Before long the Daily Show began gleefully hammering Cramer in a game of old-fashioned dozens, playing clips of the maniacal prognosticator demonstratively unfurling one monumentally wrong prediction after the other for months. This brought the high and mighty NBC family into the war of words, which continued to make the once proud news organization look defensive and amateurish, engaging morning show hosts, nightly anchors and commentators into the fray. All the while providing delicious fodder for Stewart and his band of cut-up savants and the facility over each and every show to pull out what Stewart finally exclaimed were “inept at best and criminal at worst” flippantly proffered suggestions for investors to entrust their hard-earned money.

The story ended later in the week when Cramer, fresh from an ironic appearance on the Martha Stewart show, visited the Daily Show, where he stammered like a guilty school kid in the principle’s office as Stewart and crew played streamed online video of Cramer admitting to an embarrassing series of insider trading malfeasances.

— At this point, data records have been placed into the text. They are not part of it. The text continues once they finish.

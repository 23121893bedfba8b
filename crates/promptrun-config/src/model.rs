use serde::{Deserialize, Serialize};
use std::collections::{BTreeMap, HashMap};
use std::path::{Path, PathBuf};

use promptrun_utils::types::ConfigSource;

/// Default cap on LLM calls per execution attempt
pub const DEFAULT_MAX_LLM_CALLS: u32 = 5;
/// Default cap on cumulative tool calls per execution attempt
pub const DEFAULT_MAX_TOOL_CALLS: u32 = 5;
/// Default per-tool-call timeout
pub const DEFAULT_TOOL_TIMEOUT_MS: u64 = 30_000;
/// Default pass threshold for the validation scorer
pub const DEFAULT_VALIDATION_THRESHOLD: f64 = 70.0;
/// Default number of full attempts under the validation gate
pub const DEFAULT_VALIDATION_GATE_RETRIES: u32 = 3;

pub const DEFAULT_LLM_PROVIDER: &str = "openai-compatible";
pub const DEFAULT_LLM_MODEL: &str = "gpt-4o-mini";
pub const DEFAULT_LLM_BASE_URL: &str = "https://api.openai.com/v1/chat/completions";
pub const DEFAULT_API_KEY_ENV: &str = "OPENAI_API_KEY";
pub const DEFAULT_LLM_TIMEOUT_SECS: u64 = 120;

pub const DEFAULT_LIBRARY_PATH: &str = "prompts.yaml";
pub const DEFAULT_EXECUTION_LOG_PATH: &str = ".promptrun/logs/executions.jsonl";

/// LLM providers the client factory knows how to build.
pub const KNOWN_PROVIDERS: &[&str] = &["openai-compatible", "openai", "openrouter"];

/// `[defaults]` section: per-execution limits.
#[derive(Debug, Clone, PartialEq, Deserialize, Serialize)]
pub struct Defaults {
    pub max_llm_calls: Option<u32>,
    pub max_tool_calls: Option<u32>,
    pub tool_timeout_ms: Option<u64>,
    pub max_total_execution_ms: Option<u64>,
}

impl Default for Defaults {
    fn default() -> Self {
        Self {
            max_llm_calls: Some(DEFAULT_MAX_LLM_CALLS),
            max_tool_calls: Some(DEFAULT_MAX_TOOL_CALLS),
            tool_timeout_ms: Some(DEFAULT_TOOL_TIMEOUT_MS),
            max_total_execution_ms: None,
        }
    }
}

/// `[validation]` section: scorer threshold and gate retries.
#[derive(Debug, Clone, PartialEq, Deserialize, Serialize)]
pub struct ValidationConfig {
    pub threshold: Option<f64>,
    pub gate_retries: Option<u32>,
    /// Model override for the scorer call; falls back to `[llm] model`
    pub model: Option<String>,
}

impl Default for ValidationConfig {
    fn default() -> Self {
        Self {
            threshold: Some(DEFAULT_VALIDATION_THRESHOLD),
            gate_retries: Some(DEFAULT_VALIDATION_GATE_RETRIES),
            model: None,
        }
    }
}

/// `[llm]` section: provider selection and default generation settings.
#[derive(Debug, Clone, PartialEq, Deserialize, Serialize)]
pub struct LlmConfig {
    pub provider: Option<String>,
    pub model: Option<String>,
    pub base_url: Option<String>,
    pub api_key_env: Option<String>,
    pub temperature: Option<f64>,
    pub max_tokens: Option<u32>,
    pub timeout_secs: Option<u64>,
}

impl Default for LlmConfig {
    fn default() -> Self {
        Self {
            provider: Some(DEFAULT_LLM_PROVIDER.to_string()),
            model: Some(DEFAULT_LLM_MODEL.to_string()),
            base_url: None,
            api_key_env: None,
            temperature: None,
            max_tokens: None,
            timeout_secs: Some(DEFAULT_LLM_TIMEOUT_SECS),
        }
    }
}

/// `[tools]` section: executor endpoint, namespace toggles, and env vars.
#[derive(Debug, Clone, Default, PartialEq, Deserialize, Serialize)]
pub struct ToolsConfig {
    pub base_url: Option<String>,
    pub enable_activities: Option<bool>,
    pub enable_workflows: Option<bool>,
    #[serde(default)]
    pub env: BTreeMap<String, String>,
}

/// `[storage]` section: prompt library and execution log locations.
#[derive(Debug, Clone, Default, PartialEq, Deserialize, Serialize)]
pub struct StorageConfig {
    pub library: Option<PathBuf>,
    pub execution_log: Option<PathBuf>,
}

/// Configuration for promptrun.
///
/// `Config` is resolved with precedence CLI arguments > config file >
/// built-in defaults. Every key records where its value came from in
/// `source_attribution`.
///
/// # Discovery
///
/// [`Config::discover()`] looks for the config file in this order:
/// - the explicit `--config` path
/// - `$PROMPTRUN_HOME/config.toml`
/// - `.promptrun/config.toml` searched upward from the current directory,
///   stopping at a repository root
///
/// # Programmatic Configuration
///
/// Use [`Config::builder()`] to construct a `Config` without touching the
/// environment or filesystem.
#[derive(Debug, Clone)]
pub struct Config {
    pub defaults: Defaults,
    pub validation: ValidationConfig,
    pub llm: LlmConfig,
    pub tools: ToolsConfig,
    pub storage: StorageConfig,
    /// Config file the values were loaded from, if any
    pub config_path: Option<PathBuf>,
    pub source_attribution: HashMap<String, ConfigSource>,
}

impl Default for Config {
    fn default() -> Self {
        Self {
            defaults: Defaults::default(),
            validation: ValidationConfig::default(),
            llm: LlmConfig::default(),
            tools: ToolsConfig::default(),
            storage: StorageConfig::default(),
            config_path: None,
            source_attribution: HashMap::new(),
        }
    }
}

impl Config {
    #[must_use]
    pub fn max_llm_calls(&self) -> u32 {
        self.defaults.max_llm_calls.unwrap_or(DEFAULT_MAX_LLM_CALLS)
    }

    #[must_use]
    pub fn max_tool_calls(&self) -> u32 {
        self.defaults.max_tool_calls.unwrap_or(DEFAULT_MAX_TOOL_CALLS)
    }

    #[must_use]
    pub fn tool_timeout_ms(&self) -> u64 {
        self.defaults
            .tool_timeout_ms
            .unwrap_or(DEFAULT_TOOL_TIMEOUT_MS)
    }

    #[must_use]
    pub fn max_total_execution_ms(&self) -> Option<u64> {
        self.defaults.max_total_execution_ms
    }

    #[must_use]
    pub fn validation_threshold(&self) -> f64 {
        self.validation
            .threshold
            .unwrap_or(DEFAULT_VALIDATION_THRESHOLD)
    }

    #[must_use]
    pub fn validation_gate_retries(&self) -> u32 {
        self.validation
            .gate_retries
            .unwrap_or(DEFAULT_VALIDATION_GATE_RETRIES)
    }

    #[must_use]
    pub fn llm_provider(&self) -> &str {
        self.llm.provider.as_deref().unwrap_or(DEFAULT_LLM_PROVIDER)
    }

    #[must_use]
    pub fn llm_model(&self) -> &str {
        self.llm.model.as_deref().unwrap_or(DEFAULT_LLM_MODEL)
    }

    #[must_use]
    pub fn llm_timeout_secs(&self) -> u64 {
        self.llm.timeout_secs.unwrap_or(DEFAULT_LLM_TIMEOUT_SECS)
    }

    #[must_use]
    pub fn activities_enabled(&self) -> bool {
        self.tools.enable_activities.unwrap_or(false)
    }

    #[must_use]
    pub fn workflows_enabled(&self) -> bool {
        self.tools.enable_workflows.unwrap_or(false)
    }

    /// Prompt library path, resolved against the config root.
    #[must_use]
    pub fn library_path(&self) -> PathBuf {
        let path = self
            .storage
            .library
            .clone()
            .unwrap_or_else(|| PathBuf::from(DEFAULT_LIBRARY_PATH));
        self.resolve_path(&path)
    }

    /// Execution log path, resolved against the config root.
    #[must_use]
    pub fn execution_log_path(&self) -> PathBuf {
        let path = self
            .storage
            .execution_log
            .clone()
            .unwrap_or_else(|| PathBuf::from(DEFAULT_EXECUTION_LOG_PATH));
        self.resolve_path(&path)
    }

    /// Resolve a relative path against the directory owning the config file.
    ///
    /// For `<root>/.promptrun/config.toml` the base is `<root>`; for any other
    /// file it is the file's own directory. Without a config file, relative
    /// paths are returned unchanged.
    #[must_use]
    pub fn resolve_path(&self, path: &Path) -> PathBuf {
        if path.is_absolute() {
            return path.to_path_buf();
        }
        match self.config_root() {
            Some(root) => root.join(path),
            None => path.to_path_buf(),
        }
    }

    fn config_root(&self) -> Option<PathBuf> {
        let parent = self.config_path.as_ref()?.parent()?;
        if parent.file_name().is_some_and(|name| name == ".promptrun") {
            parent.parent().map(Path::to_path_buf)
        } else {
            Some(parent.to_path_buf())
        }
    }
}

#[cfg(test)]
mod tests {
    use super::*;

    #[test]
    fn test_defaults_match_documented_values() {
        let config = Config::default();
        assert_eq!(config.max_llm_calls(), 5);
        assert_eq!(config.max_tool_calls(), 5);
        assert_eq!(config.tool_timeout_ms(), 30_000);
        assert_eq!(config.max_total_execution_ms(), None);
        assert!((config.validation_threshold() - 70.0).abs() < f64::EPSILON);
        assert_eq!(config.validation_gate_retries(), 3);
        assert!(!config.activities_enabled());
        assert!(!config.workflows_enabled());
    }

    #[test]
    fn test_resolve_path_against_dot_dir_root() {
        let config = Config {
            config_path: Some(PathBuf::from("/work/proj/.promptrun/config.toml")),
            ..Config::default()
        };
        assert_eq!(
            config.library_path(),
            PathBuf::from("/work/proj/prompts.yaml")
        );
        assert_eq!(
            config.resolve_path(Path::new("/abs/lib.yaml")),
            PathBuf::from("/abs/lib.yaml")
        );
    }

    #[test]
    fn test_resolve_path_against_plain_file_dir() {
        let config = Config {
            config_path: Some(PathBuf::from("/etc/promptrun/custom.toml")),
            ..Config::default()
        };
        assert_eq!(
            config.execution_log_path(),
            PathBuf::from("/etc/promptrun/.promptrun/logs/executions.jsonl")
        );
    }
}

Stewart’s smolderingly vicious and brutally honest surgery of the nonsense that passes for sober reviews and previews of the volatile nature of stock market play was both frightening and illuminating. Cramer, for his part, perfectly played the exposed Wizard of Oz as the stuttering, befuddled man behind the curtain. Cramer, Stewart most assuredly pointed out, is the unfortunate but indisputable face of an unfathomable monster known as speculative market trading which could no more bring vast riches to the lazy dreamers of our nation than it can be a thermometer of our economic solvency or strategic governance.

The Republican Party is still mired in ridiculous mud slinging over culture wars and fiscal mishaps, and the world of financial journalism is still blank stares sold as unblinking certitude, but for two straight weeks a pair of clowns – one from the Right and one from the Left – took the best our American free speech and blessed dissent could offer, wrapped it up in an entertaining brand of fisticuffs, and ultimately brought to light that which must be illuminated.

This is how the system, screwed as it is, works best.